* [What is being asked]
List each line of the data in which the string "note" appears.

[Input Boundary: Start]

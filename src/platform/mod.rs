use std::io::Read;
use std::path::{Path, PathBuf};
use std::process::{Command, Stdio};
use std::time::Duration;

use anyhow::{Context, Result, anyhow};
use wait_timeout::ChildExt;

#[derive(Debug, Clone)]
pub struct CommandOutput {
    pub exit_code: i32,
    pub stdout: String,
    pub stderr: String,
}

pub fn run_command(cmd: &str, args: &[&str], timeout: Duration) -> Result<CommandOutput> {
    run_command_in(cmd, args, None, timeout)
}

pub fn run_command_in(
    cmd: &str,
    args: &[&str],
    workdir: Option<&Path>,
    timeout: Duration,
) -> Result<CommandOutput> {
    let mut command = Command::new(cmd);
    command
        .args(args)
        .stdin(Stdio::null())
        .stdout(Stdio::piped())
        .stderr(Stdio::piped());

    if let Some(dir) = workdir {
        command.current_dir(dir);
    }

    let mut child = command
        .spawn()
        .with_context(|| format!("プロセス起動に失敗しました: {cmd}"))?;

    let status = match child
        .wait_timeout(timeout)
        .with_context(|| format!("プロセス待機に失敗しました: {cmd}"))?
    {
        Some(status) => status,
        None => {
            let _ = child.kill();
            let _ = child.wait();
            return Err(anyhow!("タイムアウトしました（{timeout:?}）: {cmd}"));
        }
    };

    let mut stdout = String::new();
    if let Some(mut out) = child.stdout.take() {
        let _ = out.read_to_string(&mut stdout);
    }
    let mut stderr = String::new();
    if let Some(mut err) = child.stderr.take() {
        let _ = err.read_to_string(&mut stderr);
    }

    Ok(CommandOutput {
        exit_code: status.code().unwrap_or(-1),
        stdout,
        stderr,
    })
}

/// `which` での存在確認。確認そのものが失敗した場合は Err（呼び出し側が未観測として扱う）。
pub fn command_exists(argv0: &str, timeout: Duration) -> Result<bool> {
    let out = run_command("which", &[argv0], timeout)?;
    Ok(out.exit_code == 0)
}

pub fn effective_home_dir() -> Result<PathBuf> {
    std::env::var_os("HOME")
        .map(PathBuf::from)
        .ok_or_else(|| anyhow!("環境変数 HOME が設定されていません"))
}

[Input Boundary: End]
[Input Boundary: Start]

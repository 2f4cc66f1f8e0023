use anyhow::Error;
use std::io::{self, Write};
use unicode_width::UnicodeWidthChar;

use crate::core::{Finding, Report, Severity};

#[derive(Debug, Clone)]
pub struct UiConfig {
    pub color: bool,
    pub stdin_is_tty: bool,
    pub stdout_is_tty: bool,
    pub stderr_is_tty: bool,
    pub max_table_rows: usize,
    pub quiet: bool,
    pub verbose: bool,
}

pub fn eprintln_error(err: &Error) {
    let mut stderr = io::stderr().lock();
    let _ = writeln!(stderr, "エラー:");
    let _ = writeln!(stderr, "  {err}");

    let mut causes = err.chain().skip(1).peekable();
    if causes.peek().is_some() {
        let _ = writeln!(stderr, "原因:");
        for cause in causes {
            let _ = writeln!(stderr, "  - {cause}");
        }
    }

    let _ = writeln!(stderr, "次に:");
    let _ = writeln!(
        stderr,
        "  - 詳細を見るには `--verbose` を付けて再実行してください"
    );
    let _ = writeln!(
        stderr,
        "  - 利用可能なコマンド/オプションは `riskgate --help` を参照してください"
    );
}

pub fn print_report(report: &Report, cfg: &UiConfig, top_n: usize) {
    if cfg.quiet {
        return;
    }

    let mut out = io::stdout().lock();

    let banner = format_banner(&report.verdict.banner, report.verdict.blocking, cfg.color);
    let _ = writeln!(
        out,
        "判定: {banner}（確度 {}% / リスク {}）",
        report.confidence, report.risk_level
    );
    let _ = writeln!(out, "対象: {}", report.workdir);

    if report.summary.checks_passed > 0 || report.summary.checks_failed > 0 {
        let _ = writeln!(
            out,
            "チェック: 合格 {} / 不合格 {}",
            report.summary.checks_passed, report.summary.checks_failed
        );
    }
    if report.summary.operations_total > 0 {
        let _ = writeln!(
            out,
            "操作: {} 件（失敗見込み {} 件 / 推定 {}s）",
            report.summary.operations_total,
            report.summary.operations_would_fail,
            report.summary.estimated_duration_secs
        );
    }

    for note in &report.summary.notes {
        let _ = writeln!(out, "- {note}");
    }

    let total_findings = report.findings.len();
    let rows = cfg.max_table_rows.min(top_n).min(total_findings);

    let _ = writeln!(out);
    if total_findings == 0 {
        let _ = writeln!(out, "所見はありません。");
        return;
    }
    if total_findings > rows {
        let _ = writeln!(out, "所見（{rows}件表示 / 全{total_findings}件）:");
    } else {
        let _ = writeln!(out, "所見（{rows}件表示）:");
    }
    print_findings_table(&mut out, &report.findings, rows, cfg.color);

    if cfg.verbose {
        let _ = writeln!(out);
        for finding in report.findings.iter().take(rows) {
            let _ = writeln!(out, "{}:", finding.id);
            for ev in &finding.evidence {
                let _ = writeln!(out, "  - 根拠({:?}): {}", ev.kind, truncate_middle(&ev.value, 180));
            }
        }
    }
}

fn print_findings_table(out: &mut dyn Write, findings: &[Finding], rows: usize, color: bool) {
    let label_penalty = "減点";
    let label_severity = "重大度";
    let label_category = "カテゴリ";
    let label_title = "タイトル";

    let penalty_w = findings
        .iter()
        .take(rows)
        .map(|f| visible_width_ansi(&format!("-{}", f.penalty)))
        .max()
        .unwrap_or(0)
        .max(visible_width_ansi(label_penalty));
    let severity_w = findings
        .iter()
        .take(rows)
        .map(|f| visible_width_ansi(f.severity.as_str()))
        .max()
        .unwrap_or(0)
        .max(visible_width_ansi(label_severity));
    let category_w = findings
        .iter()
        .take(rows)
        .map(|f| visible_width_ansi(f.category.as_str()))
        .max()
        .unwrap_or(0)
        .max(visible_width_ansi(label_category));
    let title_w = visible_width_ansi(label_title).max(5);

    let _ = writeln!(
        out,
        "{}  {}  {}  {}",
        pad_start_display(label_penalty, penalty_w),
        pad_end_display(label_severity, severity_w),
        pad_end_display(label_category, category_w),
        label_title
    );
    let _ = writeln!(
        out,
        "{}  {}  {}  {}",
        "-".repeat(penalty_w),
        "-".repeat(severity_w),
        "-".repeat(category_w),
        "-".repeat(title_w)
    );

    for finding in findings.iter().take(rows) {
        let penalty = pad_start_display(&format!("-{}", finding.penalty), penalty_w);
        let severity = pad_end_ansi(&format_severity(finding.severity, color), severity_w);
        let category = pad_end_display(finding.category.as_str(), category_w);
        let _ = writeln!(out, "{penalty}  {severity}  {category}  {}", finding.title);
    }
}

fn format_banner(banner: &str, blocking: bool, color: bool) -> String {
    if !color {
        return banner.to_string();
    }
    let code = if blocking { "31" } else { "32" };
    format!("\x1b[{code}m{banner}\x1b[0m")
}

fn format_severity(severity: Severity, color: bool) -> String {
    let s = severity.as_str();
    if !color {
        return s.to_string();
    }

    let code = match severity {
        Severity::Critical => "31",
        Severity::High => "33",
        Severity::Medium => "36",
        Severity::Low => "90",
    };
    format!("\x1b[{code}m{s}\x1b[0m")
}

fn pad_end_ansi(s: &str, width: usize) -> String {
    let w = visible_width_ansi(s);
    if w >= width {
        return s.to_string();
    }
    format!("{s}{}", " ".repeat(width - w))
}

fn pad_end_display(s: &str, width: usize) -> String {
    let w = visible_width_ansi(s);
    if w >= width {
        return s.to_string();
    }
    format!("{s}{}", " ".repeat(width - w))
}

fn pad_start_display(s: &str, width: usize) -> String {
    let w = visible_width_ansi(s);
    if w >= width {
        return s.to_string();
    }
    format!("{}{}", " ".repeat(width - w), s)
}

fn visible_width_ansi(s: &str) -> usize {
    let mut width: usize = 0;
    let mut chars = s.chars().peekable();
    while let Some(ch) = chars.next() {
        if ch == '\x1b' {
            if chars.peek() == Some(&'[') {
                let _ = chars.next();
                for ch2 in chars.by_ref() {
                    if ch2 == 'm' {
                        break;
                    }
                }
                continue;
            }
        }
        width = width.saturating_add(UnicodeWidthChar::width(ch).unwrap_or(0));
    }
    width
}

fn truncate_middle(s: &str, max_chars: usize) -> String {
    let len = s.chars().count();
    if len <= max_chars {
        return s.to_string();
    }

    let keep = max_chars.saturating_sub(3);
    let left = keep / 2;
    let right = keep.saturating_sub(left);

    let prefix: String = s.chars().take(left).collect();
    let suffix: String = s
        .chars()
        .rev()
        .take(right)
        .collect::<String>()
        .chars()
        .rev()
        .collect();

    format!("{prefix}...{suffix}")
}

[Input Boundary: End]

* [Output below]
    for note in &report.summary.notes {
        let _ = writeln!(out, "- {note}");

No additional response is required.